The Australian Curriculum will eventually be developed for all learning areas, and subjects set out in the Melbourne Declaration: initially for English, mathematics, science and history; followed by geography, languages, the arts, economics, business, civics and citizenship, health and physical education, and information and communication technology and design and technology.
Schooling in NSW is based on the mandatory NSW syllabuses for students from Kindergarten to Year 12. The syllabuses are developed and endorsed by NESA.
Mary Help of Christians follows the approved syllabuses with the exception of Religious Education, which is approved by the Bishop.
Please visit the New South Wales Education for more information on the NSW syllabuses: Standards Authority (NESA) website.
Subjects are called Key Learning Areas (KLAs).
- Science and Technology
- Personal Development Health and Physical Education
- Creative Arts
- Religious Education
As a Catholic school, Religious Education is both a Key Learning Area and integral to our way of life.

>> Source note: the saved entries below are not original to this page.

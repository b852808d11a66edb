use serde::Serialize;

#[derive(Debug, Serialize)]
pub struct InputSpec {
    pub inputs: String,
    pub options: InputSpecOptions,
    pub parameters: InputSpecParameters,
}

#[derive(Debug, Serialize)]
pub struct InputSpecOptions {
    pub guidance_scale: f64,
}

#[derive(Debug, Serialize)]
pub struct InputSpecParameters {
    pub height: u32,
    pub width: u32,
}
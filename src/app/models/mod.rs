pub mod api_error;
pub mod form_from_request;
pub mod json_from_request;
use std::time::Duration;

use reqwest::Client;

static USER_AGENT: &str = concat!(env!("CARGO_PKG_NAME"), "/", env!("CARGO_PKG_VERSION"));

/// Shared client for outbound inference calls. Without a timeout the
/// client default applies.
pub fn build_client(timeout: Option<Duration>) -> reqwest::Result<Client> {
    let mut builder = Client::builder().user_agent(USER_AGENT);

    if let Some(timeout) = timeout {
        builder = builder.timeout(timeout);
    }

    builder.build()
}
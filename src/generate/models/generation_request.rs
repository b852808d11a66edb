use crate::generate::{dtos::generate_image_dto::GenerateImageDto, enums::image_format::ImageFormat};

/// One submission, built fresh for a single dispatch.
#[derive(Debug, Clone, PartialEq)]
pub struct GenerationRequest {
    pub prompt: String,
    pub guidance_scale: f64,
    pub height: u32,
    pub width: u32,
    pub output_format: ImageFormat,
}

impl GenerationRequest {
    pub fn from_dto(dto: &GenerateImageDto) -> Self {
        return Self {
            prompt: dto.prompt.to_string(),
            guidance_scale: dto.guidance_scale,
            height: dto.height,
            width: dto.width,
            output_format: dto.format,
        };
    }
}
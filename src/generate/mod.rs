pub mod apis;
pub mod controller;
pub mod dtos;
pub mod enums;
pub mod errors;
pub mod models;
pub mod service;
pub mod structs;
pub mod templates;
use std::time::Duration;

use regex::Regex;
use serde::Deserialize;

use crate::generate::{
    apis::huggingface::config::{DEFAULT_API_URL, DEFAULT_MODEL},
    models::bearer_token::BearerToken,
};

lazy_static! {
    pub static ref MODEL_ID_REGEX: Regex = Regex::new(r"^[A-Za-z0-9_.-]+/[A-Za-z0-9_.-]+$").unwrap();
}

#[derive(Debug, Clone, Deserialize)]
pub struct Envy {
    #[serde(default = "default_app_env")]
    pub app_env: String,
    pub port: Option<u16>,

    pub huggingface_api_key: Option<BearerToken>,
    #[serde(default = "default_huggingface_model")]
    pub huggingface_model: String,
    #[serde(default = "default_huggingface_api_url")]
    pub huggingface_api_url: String,

    pub request_timeout_secs: Option<u64>,
}

fn default_app_env() -> String {
    "development".to_string()
}

fn default_huggingface_model() -> String {
    DEFAULT_MODEL.to_string()
}

fn default_huggingface_api_url() -> String {
    DEFAULT_API_URL.to_string()
}

impl Envy {
    pub fn from_env() -> Result<Self, envy::Error> {
        envy::from_env::<Envy>()
    }

    pub fn validate(&self) -> Result<(), String> {
        // "." and ".." segments would escape the models path
        let has_dot_segment = self
            .huggingface_model
            .split('/')
            .any(|segment| segment.chars().all(|c| c == '.'));

        if !MODEL_ID_REGEX.is_match(&self.huggingface_model) || has_dot_segment {
            return Err(format!(
                "HUGGINGFACE_MODEL must look like <owner>/<name>, got {:?}",
                self.huggingface_model
            ));
        }

        if let Err(e) = reqwest::Url::parse(&self.huggingface_api_url) {
            return Err(format!("HUGGINGFACE_API_URL is not a valid url: {}", e));
        }

        if self.request_timeout_secs == Some(0) {
            return Err("REQUEST_TIMEOUT_SECS must be greater than zero".to_string());
        }

        Ok(())
    }

    /// The configured bearer token, treating a blank value as absent.
    pub fn credentials(&self) -> Option<&BearerToken> {
        self.huggingface_api_key
            .as_ref()
            .filter(|token| !token.is_blank())
    }

    pub fn inference_url(&self) -> String {
        format!(
            "{}/{}",
            self.huggingface_api_url.trim_end_matches('/'),
            self.huggingface_model
        )
    }

    pub fn request_timeout(&self) -> Option<Duration> {
        self.request_timeout_secs.map(Duration::from_secs)
    }
}
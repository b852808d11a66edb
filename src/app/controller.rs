use axum::response::Html;

use crate::generate::{
    dtos::generate_image_dto::GenerateImageDto, templates::page_template::render_page,
};

pub async fn get_root() -> Html<String> {
    Html(render_page(&GenerateImageDto::default(), None))
}
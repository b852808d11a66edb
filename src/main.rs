use std::{env, net::SocketAddr, sync::Arc, time::Duration};

#[macro_use]
extern crate lazy_static;

use axum::{
    error_handling::HandleErrorLayer,
    extract::DefaultBodyLimit,
    http::header::CONTENT_TYPE,
    http::Method,
    routing::{get, post},
    BoxError, Router,
};
use tokio::sync::Mutex;
use tower::{buffer::BufferLayer, limit::RateLimitLayer, ServiceBuilder};
use tower_http::cors::{Any, CorsLayer};
use tracing_subscriber::EnvFilter;

use crate::app::{envy::Envy, errors::DefaultApiError};

mod app;
mod generate;
#[cfg(test)]
mod test_util;

#[derive(Clone)]
pub struct AppState {
    pub envy: Arc<Envy>,
    pub client: reqwest::Client,
    pub dispatch_lock: Arc<Mutex<()>>,
}

impl AppState {
    pub fn new(envy: Envy) -> Result<Self, reqwest::Error> {
        let client = app::util::reqwest::build_client(envy.request_timeout())?;

        Ok(Self {
            envy: Arc::new(envy),
            client,
            dispatch_lock: Arc::new(Mutex::new(())),
        })
    }
}

#[tokio::main]
async fn main() {
    // tracing
    tracing_subscriber::fmt()
        .with_env_filter(
            EnvFilter::try_from_default_env().unwrap_or_else(|_| EnvFilter::new("info")),
        )
        .init();

    // environment
    let app_env = env::var("APP_ENV").unwrap_or("development".to_string());
    if dotenvy::from_filename(format!(".env.{}", app_env)).is_err() {
        let _ = dotenvy::dotenv();
    }
    let envy = match Envy::from_env() {
        Ok(config) => config,
        Err(e) => panic!("{:#?}", e),
    };
    if let Err(e) = envy.validate() {
        panic!("{}", e);
    }

    if envy.credentials().is_none() {
        tracing::warn!("HUGGINGFACE_API_KEY is not set, every generation will be rejected");
    }

    tracing::info!(
        app_env = %envy.app_env,
        model = %envy.huggingface_model,
        timeout_secs = ?envy.request_timeout_secs,
        "configuration loaded"
    );

    // properties
    let port = envy.port.to_owned().unwrap_or(3000);
    let state = match AppState::new(envy) {
        Ok(state) => state,
        Err(e) => panic!("failed to build http client: {}", e),
    };

    let addr = SocketAddr::from(([0, 0, 0, 0], port));
    tracing::info!("listening on {}", addr);

    axum::Server::bind(&addr)
        .serve(router(state).into_make_service())
        .await
        .unwrap();
}

pub fn router(state: AppState) -> Router {
    let cors = CorsLayer::new()
        .allow_origin(Any)
        .allow_headers([CONTENT_TYPE])
        .allow_methods([Method::GET, Method::POST]);

    Router::new()
        .route("/", get(app::controller::get_root))
        // generate
        .route("/generate", post(generate::controller::submit_form))
        .route("/api/generate", post(generate::controller::generate_image))
        // layers
        .layer(cors)
        .layer(DefaultBodyLimit::max(64 * 1024))
        .layer(
            ServiceBuilder::new()
                .layer(HandleErrorLayer::new(|err: BoxError| async move {
                    tracing::error!(%err, "middleware error");
                    DefaultApiError::ServiceOverloaded.value()
                }))
                .layer(BufferLayer::new(1024))
                .layer(RateLimitLayer::new(5, Duration::from_secs(1))),
        )
        .with_state(state)
}
use serde::Serialize;

use crate::generate::models::generation_result::{sniff_mime_type, GenerationResult};

#[derive(Debug, Serialize, PartialEq)]
#[serde(tag = "status", rename_all = "snake_case")]
pub enum GenerationResponse {
    Success {
        message: String,
        filename: String,
        mime_type: String,
        image_base64: String,
        download_href: String,
    },
    Pending {
        message: String,
    },
    Forbidden {
        message: String,
    },
    Failure {
        message: String,
        status_code: u16,
        diagnostic_text: String,
    },
    Exception {
        message: String,
        description: String,
    },
}

impl From<&GenerationResult> for GenerationResponse {
    fn from(result: &GenerationResult) -> Self {
        let message = result.message();

        match result {
            GenerationResult::Success {
                image_bytes,
                suggested_filename,
                format,
            } => Self::Success {
                message,
                filename: suggested_filename.to_string(),
                mime_type: sniff_mime_type(image_bytes, *format),
                image_base64: base64::encode(image_bytes),
                download_href: result.download_href().unwrap_or_default(),
            },
            GenerationResult::Pending => Self::Pending { message },
            GenerationResult::Forbidden => Self::Forbidden { message },
            GenerationResult::Failure {
                status_code,
                diagnostic_text,
            } => Self::Failure {
                message,
                status_code: *status_code,
                diagnostic_text: diagnostic_text.to_string(),
            },
            GenerationResult::Exception { description } => Self::Exception {
                message,
                description: description.to_string(),
            },
        }
    }
}
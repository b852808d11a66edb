pub mod page_template;
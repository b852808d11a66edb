use axum::http::StatusCode;

use super::models::api_error::ApiError;

#[derive(Debug)]
pub enum DefaultApiError {
    ServiceOverloaded,
}

impl DefaultApiError {
    pub fn value(&self) -> ApiError {
        match *self {
            Self::ServiceOverloaded => ApiError {
                code: StatusCode::SERVICE_UNAVAILABLE,
                message: "The service is busy, try again shortly.".to_string(),
            },
        }
    }
}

As a school of the 21st century, Mary Help of Christians provides students with learning environments that encourage investigation, exploration, and creativity. Students are provided with opportunities to develop technological information and higher-order thinking skills as they develop an understanding of how they learn. Through reflection and evaluation, the children are empowered to independently extend their learning.
Learning and Teaching Framework
At Mary Help of Christians, we are committed to excellence and equity in the growth and development of all students as lifelong learners who are actively engaged with a passionate curiosity and wonder about the world. At its heart, education equips students with the attributes, knowledge, skills and confidence they need to live fulfilling, productive and responsible lives. Students engage with a range of people, places, and disciplines to grow as critical and creative problem-solvers who embrace society in all its diversity.
Learners in our school are empowered to become co-responsible for their learning as they explore an increasingly interconnected and complex world through:
a rich curriculum that engages;
pedagogy that empowers;
environments that enable;
a powerful culture of learning for continual growth.
These four dimensions are at the heart of learning and teaching, inspiring, challenging, empowering, and developing students’ love of learning. We draw on the Catholic tradition, providing direction and meaning for students as they engage with their lives' religious and spiritual dimensions.
Highly skilled teachers, and those who support them, have a central role in the learning process as they use their expert knowledge, skills and dispositions to engage in learning and feedback in partnership with students. They build learning communities that inspire, engage and challenge students as they seek to make sense of their world and their role in it. They model lifelong learning through intentional collaborative practise, feedback and reflection. Through deep thinking and meaningful engagement, they challenge themselves and their students to co-construct and apply new knowledge in a range of contexts.
Teaching is a vocation that calls for recognition that we recognise that we are walking on the 'sacred ground of the other' (Evangelii Gaudium, 169).